Ficou óbvio que Hunter era mais do que nosso primeiro bebê. Ele foi nosso “remédio” e nossas duas razões para lutar nas batalhas de saúde que nos foram dadas. Ele realmente se tornou o nosso “porquê” na vida. Nos 16 meses seguintes, passamos pelo louco passeio de montanha-russa de adoção e descobrimos que deveríamos realmente adotá-lo. Nossas orações finalmente foram respondidas! Todos trabalharam muito para que a papelada fosse finalizada, para que o Natal de 2017 fosse o melhor de todos. E Deus, certamente foi o melhor de sempre! 18 de dezembro de 2017, foi o dia em que Hunter se tornou oficialmente Palmer.

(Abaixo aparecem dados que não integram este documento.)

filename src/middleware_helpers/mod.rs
pub mod request_id;

pub use request_id::{request_id_middleware, REQUEST_ID_HEADER};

Depois que o juiz leu o decreto de adoção e apresentou seu novo sobrenome legal, ele olhou para o meu marido e disse: “Papai!” E depois bateu palmas.

Nós aprendemos que há um arco-íris no final de cada tempestade e estamos muito agradecidos por termos mantido a luta. Ele é o nosso mundo e nossa razão para continuar lutando nessas batalhas. Meu marido disse que não há melhor medicação para ajudar seu stress pós-traumático do que ter o sobrenome do filho.

Nossos corações estão mudados para sempre porque agora conhecemos um amor verdadeiro e genuíno. Sabemos que ele estará sempre seguro conosco e, o mais importante, sempre saberá o que é o amor.

Nós aprendemos que a família não é sobre o DNA. É sobre amor!”